If nominated, I thank you in advance, but I'll gracefully pass. ;)
So, my 11 Truths. I believe these are to be declarative statements about myself. Pardon me if I get yappy and overintrospective...
I was an 0331 Machine Gunner in the Marine Corps Reserve from 1995 to 2001. I scored high enough on the ASVAB (the military's cognitive screening test) to do anything I wanted, but was restricted to the local reserve unit's needs.
Well, guess what, boy, this is an infantry unit! You can choose between machinegunner, mortarman, or anti-tank assaultman.
My 19-year-old self decided that machinegunner sounded cool, so I went with that. Good choice.
I met my wife, Beautiful Rachel, in a bar in Las Vegas. No lie. We've been married for 14 years, now, with two kids. Sometimes lightning does strike in the most unlikely of places.
I am a carb-addicted candy hound. I have a sweet tooth of epic proportions. It is a cruel joke foisted upon me by the universe, since diabetes runs in both sides of my family, and I am constantly battling my weight. Conversely...
I've never had a cavity in my life. I chalk it up to the fluoride they made us swish-and-spit when I was in school overseas in Japan. I've had just one root canal, but that was to fix a broken tooth, because...
I took a wiffle-ball bat to the face when I was in early elementary school. Knocked off the top of one of my front lower teeth. One moment we're at PE, playing wiffleball, and the next, I have crunchy bits of enamel gritting in my teeth, and a bloody lip. It was nothing malicious, I just got too close to the next kid that was swinging the bat. They tried to put a crown on it, but nothing took. Eventually, they had to drill it out, and put a permanent crown on it.
I like cats more than dogs. I don't hate dogs. They're fine animals. I just like cats better.
I usually work and communicate "in the open" on the internet. Most of my handles and pseudonyms are "John Bear Ross," "johnbearross," or varieties thereof.

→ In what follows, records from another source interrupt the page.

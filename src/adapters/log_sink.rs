//! Log-based event sink adapter.
//!
//! Implements [`EventSink`] by writing structured application events to
//! the ESP-IDF logger (which goes to UART / USB-CDC in production).

use log::{info, warn};

use crate::app::events::AppEvent;
use crate::app::ports::EventSink;

/// Adapter that logs every [`AppEvent`] to the serial console.
#[derive(Default)]
pub struct LogEventSink;

impl LogEventSink {
    pub fn new() -> Self {
        Self
    }
}

impl EventSink for LogEventSink {
    fn emit(&mut self, event: &AppEvent) {
        match event {
            AppEvent::Started(state) => {
                info!("START | initial_state={:?}", state);
            }
            AppEvent::CommandApplied(cmd) => {
                info!("CMD | {:?}", cmd);
            }
            AppEvent::StateChanged { from, to } => {
                info!("STATE | {:?} -> {:?}", from, to);
            }
            AppEvent::SyncSucceeded {
                local,
                valid_for_secs,
            } => {
                info!("SYNC | success, local time {} (valid {}s)", local, valid_for_secs);
            }
            AppEvent::SyncTimedOut { joined } => {
                warn!(
                    "SYNC | timed out ({})",
                    if *joined { "joined, no time" } else { "network not reached" }
                );
            }
            AppEvent::TimeValidityExpired => {
                info!("SYNC | time validity expired");
            }
            AppEvent::SettingsSaved => {
                info!("SETTINGS | committed");
            }
            AppEvent::SettingsCommitFailed(e) => {
                warn!("SETTINGS | commit failed: {}", e);
            }
            AppEvent::SubmissionRejected(e) => {
                warn!("SETTINGS | submission rejected: {}", e);
            }
            AppEvent::RadioFailed(e) => {
                warn!("RADIO | {}", e);
            }
        }
    }
}
//! System clock adapter.
//!
//! Implements [`ClockPort`]: wall-clock reads and writes plus monotonic
//! uptime.
//!
//! - **`target_os = "espidf"`**: `gettimeofday` / `settimeofday` for the
//!   wall clock (the SNTP client writes the same clock) and
//!   `esp_timer_get_time()` for uptime.
//! - **`not(target_os = "espidf")`**: `std::time::Instant` for uptime and
//!   a wall clock kept as an offset from it, so `adjust` never disturbs
//!   uptime.

use crate::app::ports::ClockPort;

pub struct SystemClock {
    #[cfg(not(target_os = "espidf"))]
    start: std::time::Instant,
    /// Wall-clock epoch at `start`.
    #[cfg(not(target_os = "espidf"))]
    epoch_at_start: i64,
    /// Extra uptime injected by tests.
    #[cfg(not(target_os = "espidf"))]
    skew_secs: u64,
}

impl Default for SystemClock {
    fn default() -> Self {
        Self::new()
    }
}

impl SystemClock {
    pub fn new() -> Self {
        Self {
            #[cfg(not(target_os = "espidf"))]
            start: std::time::Instant::now(),
            #[cfg(not(target_os = "espidf"))]
            epoch_at_start: 0,
            #[cfg(not(target_os = "espidf"))]
            skew_secs: 0,
        }
    }
}

#[cfg(not(target_os = "espidf"))]
impl SystemClock {
    /// Move simulated time forward without sleeping.
    pub fn advance(&mut self, secs: u64) {
        self.skew_secs += secs;
    }
}

#[cfg(target_os = "espidf")]
impl ClockPort for SystemClock {
    fn read_utc_epoch(&self) -> i64 {
        let mut tv = esp_idf_sys::timeval {
            tv_sec: 0,
            tv_usec: 0,
        };
        // SAFETY: tv is a valid out-pointer; a null timezone is allowed.
        if unsafe { esp_idf_sys::gettimeofday(&mut tv, core::ptr::null_mut()) } != 0 {
            return 0;
        }
        tv.tv_sec as i64
    }

    fn adjust(&mut self, epoch: i64) {
        let tv = esp_idf_sys::timeval {
            tv_sec: epoch as esp_idf_sys::time_t,
            tv_usec: 0,
        };
        // SAFETY: tv outlives the call; a null timezone is allowed.
        if unsafe { esp_idf_sys::settimeofday(&tv, core::ptr::null()) } != 0 {
            log::warn!("SystemClock: settimeofday({}) failed", epoch);
        }
    }

    fn uptime_secs(&self) -> u64 {
        (unsafe { esp_idf_sys::esp_timer_get_time() }) as u64 / 1_000_000
    }
}

#[cfg(not(target_os = "espidf"))]
impl ClockPort for SystemClock {
    fn read_utc_epoch(&self) -> i64 {
        self.epoch_at_start + self.uptime_secs() as i64
    }

    fn adjust(&mut self, epoch: i64) {
        self.epoch_at_start = epoch - self.uptime_secs() as i64;
    }

    fn uptime_secs(&self) -> u64 {
        self.start.elapsed().as_secs() + self.skew_secs
    }
}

Using handles and monikers is fine, but I prefer to stand behind my words, without a mask. It keeps things civil. I used to sign on as "Hellion Productions" or "Hellion," my old company name.
I digitally sculpt mechanical things while listening to electronic dance music. I find that it helps with the work, and helps me keep grinding away.
I am a firearms enthusiast, and a fierce proponent of the right to self defense, which I consider a basic human right. "Human" being the operative word, there, meaning a tool-using sapient. I like having the best tools for the job. ;)
I think "So I Married An Axe Murderer" is a beautifully quirky, romantic film.
I write fiction, when I can, when I'm not blocked, or hung over.
I find it difficult to turn off my writer-brain when I watch movies or watch TV, and hate finding obvious plot holes.
If a show tries to be high-brow and pretentious, and has obvious sloppy writing, I immediately lose interest. It's not that I'm so great, it's that so much crap gets green-lit these days.
Side note: Steven King's "On Writing." Get it. It helped me. It will help you tell your story clearer and cleaner.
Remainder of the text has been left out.